DATA TO PROCESS:
= Beginning of Section =

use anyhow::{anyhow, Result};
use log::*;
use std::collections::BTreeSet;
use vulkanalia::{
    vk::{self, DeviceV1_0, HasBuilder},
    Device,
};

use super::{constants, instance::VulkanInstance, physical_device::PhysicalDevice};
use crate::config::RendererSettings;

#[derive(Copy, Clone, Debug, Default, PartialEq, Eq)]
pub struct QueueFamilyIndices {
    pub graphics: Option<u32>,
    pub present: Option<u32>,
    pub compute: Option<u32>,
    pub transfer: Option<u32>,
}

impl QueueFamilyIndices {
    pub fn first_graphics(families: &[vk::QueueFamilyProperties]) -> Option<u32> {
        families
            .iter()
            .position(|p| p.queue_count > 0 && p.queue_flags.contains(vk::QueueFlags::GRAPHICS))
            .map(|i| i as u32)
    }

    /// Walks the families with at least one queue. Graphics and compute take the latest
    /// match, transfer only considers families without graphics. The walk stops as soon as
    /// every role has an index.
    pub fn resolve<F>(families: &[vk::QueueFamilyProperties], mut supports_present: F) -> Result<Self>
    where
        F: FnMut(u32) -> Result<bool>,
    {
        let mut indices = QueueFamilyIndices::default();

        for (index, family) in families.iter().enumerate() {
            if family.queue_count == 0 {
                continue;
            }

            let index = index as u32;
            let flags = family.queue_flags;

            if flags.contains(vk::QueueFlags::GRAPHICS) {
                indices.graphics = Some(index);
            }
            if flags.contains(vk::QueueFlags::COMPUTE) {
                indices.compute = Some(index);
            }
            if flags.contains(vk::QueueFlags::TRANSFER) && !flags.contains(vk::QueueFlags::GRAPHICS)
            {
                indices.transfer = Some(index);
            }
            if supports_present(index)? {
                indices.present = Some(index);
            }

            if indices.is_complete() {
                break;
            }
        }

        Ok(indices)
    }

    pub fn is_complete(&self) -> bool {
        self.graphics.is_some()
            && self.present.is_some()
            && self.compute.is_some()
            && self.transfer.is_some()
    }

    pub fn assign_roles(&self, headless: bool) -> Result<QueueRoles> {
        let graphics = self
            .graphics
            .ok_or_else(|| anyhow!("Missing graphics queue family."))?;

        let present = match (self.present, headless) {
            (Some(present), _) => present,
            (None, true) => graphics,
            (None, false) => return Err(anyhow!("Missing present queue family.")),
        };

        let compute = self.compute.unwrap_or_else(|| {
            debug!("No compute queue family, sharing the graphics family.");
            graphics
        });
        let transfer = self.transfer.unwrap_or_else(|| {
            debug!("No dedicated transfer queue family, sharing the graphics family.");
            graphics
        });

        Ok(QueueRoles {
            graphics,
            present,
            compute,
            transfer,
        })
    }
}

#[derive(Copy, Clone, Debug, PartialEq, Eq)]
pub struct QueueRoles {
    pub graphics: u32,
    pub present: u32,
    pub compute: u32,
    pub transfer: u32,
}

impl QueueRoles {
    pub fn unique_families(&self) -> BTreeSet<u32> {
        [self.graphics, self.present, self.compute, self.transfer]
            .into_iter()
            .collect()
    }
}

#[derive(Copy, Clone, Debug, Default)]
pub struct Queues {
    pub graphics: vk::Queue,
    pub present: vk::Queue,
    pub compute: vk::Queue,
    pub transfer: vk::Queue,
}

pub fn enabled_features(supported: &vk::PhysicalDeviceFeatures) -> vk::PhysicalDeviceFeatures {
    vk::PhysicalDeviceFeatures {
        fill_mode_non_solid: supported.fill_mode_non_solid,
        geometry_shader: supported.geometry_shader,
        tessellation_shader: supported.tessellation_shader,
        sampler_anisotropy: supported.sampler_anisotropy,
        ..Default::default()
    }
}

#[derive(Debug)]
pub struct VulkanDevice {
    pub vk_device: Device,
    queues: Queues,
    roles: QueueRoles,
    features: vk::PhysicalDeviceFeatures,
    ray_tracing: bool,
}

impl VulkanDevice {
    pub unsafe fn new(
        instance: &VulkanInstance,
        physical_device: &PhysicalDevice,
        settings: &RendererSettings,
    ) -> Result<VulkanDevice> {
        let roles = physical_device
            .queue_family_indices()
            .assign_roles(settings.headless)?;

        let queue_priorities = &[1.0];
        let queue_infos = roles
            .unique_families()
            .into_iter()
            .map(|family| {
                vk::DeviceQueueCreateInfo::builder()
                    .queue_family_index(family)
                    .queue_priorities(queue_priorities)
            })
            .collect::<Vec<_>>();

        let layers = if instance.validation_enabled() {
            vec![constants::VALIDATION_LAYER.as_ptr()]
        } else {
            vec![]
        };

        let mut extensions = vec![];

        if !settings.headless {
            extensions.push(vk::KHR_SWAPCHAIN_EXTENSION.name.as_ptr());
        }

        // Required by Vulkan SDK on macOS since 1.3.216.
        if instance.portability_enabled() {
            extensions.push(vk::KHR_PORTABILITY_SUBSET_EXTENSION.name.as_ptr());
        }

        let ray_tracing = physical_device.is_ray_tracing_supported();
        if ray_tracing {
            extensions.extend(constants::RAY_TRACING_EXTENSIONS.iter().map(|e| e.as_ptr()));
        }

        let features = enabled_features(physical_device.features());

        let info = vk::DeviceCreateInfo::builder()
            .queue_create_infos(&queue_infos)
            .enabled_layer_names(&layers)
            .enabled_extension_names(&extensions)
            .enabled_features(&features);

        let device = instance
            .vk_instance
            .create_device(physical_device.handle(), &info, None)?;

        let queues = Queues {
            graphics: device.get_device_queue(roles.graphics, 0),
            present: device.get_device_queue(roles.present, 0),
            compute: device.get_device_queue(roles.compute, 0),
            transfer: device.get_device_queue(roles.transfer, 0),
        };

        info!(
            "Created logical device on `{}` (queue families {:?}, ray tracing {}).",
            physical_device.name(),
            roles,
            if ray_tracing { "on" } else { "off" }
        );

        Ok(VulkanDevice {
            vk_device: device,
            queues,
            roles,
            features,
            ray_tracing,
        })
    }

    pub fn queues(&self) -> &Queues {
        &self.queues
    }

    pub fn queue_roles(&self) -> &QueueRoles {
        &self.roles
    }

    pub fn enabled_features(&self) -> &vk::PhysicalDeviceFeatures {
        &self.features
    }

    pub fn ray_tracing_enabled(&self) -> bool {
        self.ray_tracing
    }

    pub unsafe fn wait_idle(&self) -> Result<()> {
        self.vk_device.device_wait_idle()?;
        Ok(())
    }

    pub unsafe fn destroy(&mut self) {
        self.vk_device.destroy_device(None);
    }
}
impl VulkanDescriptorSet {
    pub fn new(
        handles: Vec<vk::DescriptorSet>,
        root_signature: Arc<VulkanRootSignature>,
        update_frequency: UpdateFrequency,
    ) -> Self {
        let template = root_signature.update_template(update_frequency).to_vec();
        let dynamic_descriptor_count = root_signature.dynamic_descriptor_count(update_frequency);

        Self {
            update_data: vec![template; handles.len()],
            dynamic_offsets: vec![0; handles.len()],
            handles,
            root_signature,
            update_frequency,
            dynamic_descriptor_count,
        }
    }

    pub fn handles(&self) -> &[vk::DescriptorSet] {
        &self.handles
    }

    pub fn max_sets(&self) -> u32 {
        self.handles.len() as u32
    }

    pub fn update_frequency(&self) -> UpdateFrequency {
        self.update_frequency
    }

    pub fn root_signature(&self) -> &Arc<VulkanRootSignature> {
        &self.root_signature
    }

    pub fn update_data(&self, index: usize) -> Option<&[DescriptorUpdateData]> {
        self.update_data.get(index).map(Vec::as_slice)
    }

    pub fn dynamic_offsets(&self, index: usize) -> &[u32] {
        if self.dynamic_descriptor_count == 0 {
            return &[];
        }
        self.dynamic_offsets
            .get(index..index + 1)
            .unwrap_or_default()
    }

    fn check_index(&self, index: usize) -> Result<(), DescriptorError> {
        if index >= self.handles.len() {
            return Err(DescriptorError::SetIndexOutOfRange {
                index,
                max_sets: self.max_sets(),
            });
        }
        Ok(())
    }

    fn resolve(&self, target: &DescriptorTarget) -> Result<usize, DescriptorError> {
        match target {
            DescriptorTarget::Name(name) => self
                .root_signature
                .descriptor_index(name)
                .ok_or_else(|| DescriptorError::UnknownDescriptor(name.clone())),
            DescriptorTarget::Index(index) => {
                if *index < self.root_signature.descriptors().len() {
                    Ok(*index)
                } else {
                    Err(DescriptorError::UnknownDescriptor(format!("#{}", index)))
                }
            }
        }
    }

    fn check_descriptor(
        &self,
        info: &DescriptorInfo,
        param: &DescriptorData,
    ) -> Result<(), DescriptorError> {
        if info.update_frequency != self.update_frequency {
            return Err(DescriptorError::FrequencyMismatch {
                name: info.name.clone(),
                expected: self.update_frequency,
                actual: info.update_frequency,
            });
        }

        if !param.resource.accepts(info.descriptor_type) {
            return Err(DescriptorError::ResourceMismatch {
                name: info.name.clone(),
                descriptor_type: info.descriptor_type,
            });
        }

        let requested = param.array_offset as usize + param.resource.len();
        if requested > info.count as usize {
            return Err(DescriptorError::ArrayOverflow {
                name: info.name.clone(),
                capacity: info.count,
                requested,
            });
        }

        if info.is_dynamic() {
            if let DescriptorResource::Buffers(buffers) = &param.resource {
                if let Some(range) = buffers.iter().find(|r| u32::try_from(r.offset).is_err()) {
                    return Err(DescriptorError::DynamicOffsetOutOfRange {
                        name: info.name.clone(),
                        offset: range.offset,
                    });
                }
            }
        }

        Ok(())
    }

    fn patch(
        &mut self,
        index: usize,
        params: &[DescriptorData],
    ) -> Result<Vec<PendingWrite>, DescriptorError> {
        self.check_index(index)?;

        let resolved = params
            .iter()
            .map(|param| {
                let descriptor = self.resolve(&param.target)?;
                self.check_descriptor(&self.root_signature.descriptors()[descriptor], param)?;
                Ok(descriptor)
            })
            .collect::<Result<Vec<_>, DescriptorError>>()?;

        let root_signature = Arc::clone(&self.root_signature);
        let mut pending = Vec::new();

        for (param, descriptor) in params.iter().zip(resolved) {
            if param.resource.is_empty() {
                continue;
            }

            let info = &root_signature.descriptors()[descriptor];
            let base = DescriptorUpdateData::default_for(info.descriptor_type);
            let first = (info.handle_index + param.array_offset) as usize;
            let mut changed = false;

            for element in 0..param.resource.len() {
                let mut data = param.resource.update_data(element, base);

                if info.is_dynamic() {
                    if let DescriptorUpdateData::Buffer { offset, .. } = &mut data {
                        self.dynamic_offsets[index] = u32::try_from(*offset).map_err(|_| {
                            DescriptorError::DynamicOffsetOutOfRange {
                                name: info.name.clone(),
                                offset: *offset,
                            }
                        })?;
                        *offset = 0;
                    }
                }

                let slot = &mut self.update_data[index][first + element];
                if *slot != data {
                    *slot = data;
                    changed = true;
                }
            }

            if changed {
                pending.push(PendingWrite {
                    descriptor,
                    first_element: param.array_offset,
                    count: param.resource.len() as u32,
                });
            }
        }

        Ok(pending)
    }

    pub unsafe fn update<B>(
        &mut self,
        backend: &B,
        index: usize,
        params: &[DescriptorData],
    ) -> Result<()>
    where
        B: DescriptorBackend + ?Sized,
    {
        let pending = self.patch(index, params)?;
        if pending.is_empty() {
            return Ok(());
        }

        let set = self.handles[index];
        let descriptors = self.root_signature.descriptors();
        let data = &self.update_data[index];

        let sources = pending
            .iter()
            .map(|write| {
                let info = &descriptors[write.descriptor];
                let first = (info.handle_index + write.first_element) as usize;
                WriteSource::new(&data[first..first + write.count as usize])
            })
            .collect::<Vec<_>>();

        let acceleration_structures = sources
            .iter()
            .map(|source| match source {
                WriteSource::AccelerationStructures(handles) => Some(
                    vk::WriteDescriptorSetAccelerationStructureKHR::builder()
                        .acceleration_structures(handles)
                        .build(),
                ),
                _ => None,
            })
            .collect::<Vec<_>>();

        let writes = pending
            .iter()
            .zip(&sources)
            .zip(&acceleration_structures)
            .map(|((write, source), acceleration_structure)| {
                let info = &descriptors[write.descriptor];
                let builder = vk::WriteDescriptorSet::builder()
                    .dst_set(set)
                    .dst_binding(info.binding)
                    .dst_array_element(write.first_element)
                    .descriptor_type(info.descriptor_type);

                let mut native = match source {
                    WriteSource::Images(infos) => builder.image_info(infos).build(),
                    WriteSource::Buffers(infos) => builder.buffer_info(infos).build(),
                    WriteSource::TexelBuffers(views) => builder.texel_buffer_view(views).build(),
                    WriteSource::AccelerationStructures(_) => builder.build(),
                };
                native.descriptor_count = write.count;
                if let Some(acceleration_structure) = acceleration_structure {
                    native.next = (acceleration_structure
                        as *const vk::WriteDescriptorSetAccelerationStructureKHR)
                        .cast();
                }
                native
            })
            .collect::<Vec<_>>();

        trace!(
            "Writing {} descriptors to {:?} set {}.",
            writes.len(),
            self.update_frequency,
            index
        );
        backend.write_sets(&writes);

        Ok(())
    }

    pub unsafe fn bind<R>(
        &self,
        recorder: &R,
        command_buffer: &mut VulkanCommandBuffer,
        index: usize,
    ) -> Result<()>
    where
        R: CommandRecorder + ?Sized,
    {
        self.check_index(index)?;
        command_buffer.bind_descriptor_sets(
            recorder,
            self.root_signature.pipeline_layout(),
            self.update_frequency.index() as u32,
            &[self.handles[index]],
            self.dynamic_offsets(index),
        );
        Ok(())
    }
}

= End of Section =

WORK INSTRUCTION: Give the lines again, exactly as they stand, from the beginning of the data through the line with "for (index, family)".

OUTPUT BELOW:
use anyhow::{anyhow, Result};
use log::*;
use std::collections::BTreeSet;
use vulkanalia::{
    vk::{self, DeviceV1_0, HasBuilder},
    Device,
};

use super::{constants, instance::VulkanInstance, physical_device::PhysicalDevice};
use crate::config::RendererSettings;

#[derive(Copy, Clone, Debug, Default, PartialEq, Eq)]
pub struct QueueFamilyIndices {
    pub graphics: Option<u32>,
    pub present: Option<u32>,
    pub compute: Option<u32>,
    pub transfer: Option<u32>,
}

impl QueueFamilyIndices {
    pub fn first_graphics(families: &[vk::QueueFamilyProperties]) -> Option<u32> {
        families
            .iter()
            .position(|p| p.queue_count > 0 && p.queue_flags.contains(vk::QueueFlags::GRAPHICS))
            .map(|i| i as u32)
    }

    /// Walks the families with at least one queue. Graphics and compute take the latest
    /// match, transfer only considers families without graphics. The walk stops as soon as
    /// every role has an index.
    pub fn resolve<F>(families: &[vk::QueueFamilyProperties], mut supports_present: F) -> Result<Self>
    where
        F: FnMut(u32) -> Result<bool>,
    {
        let mut indices = QueueFamilyIndices::default();

        for (index, family) in families.iter().enumerate() {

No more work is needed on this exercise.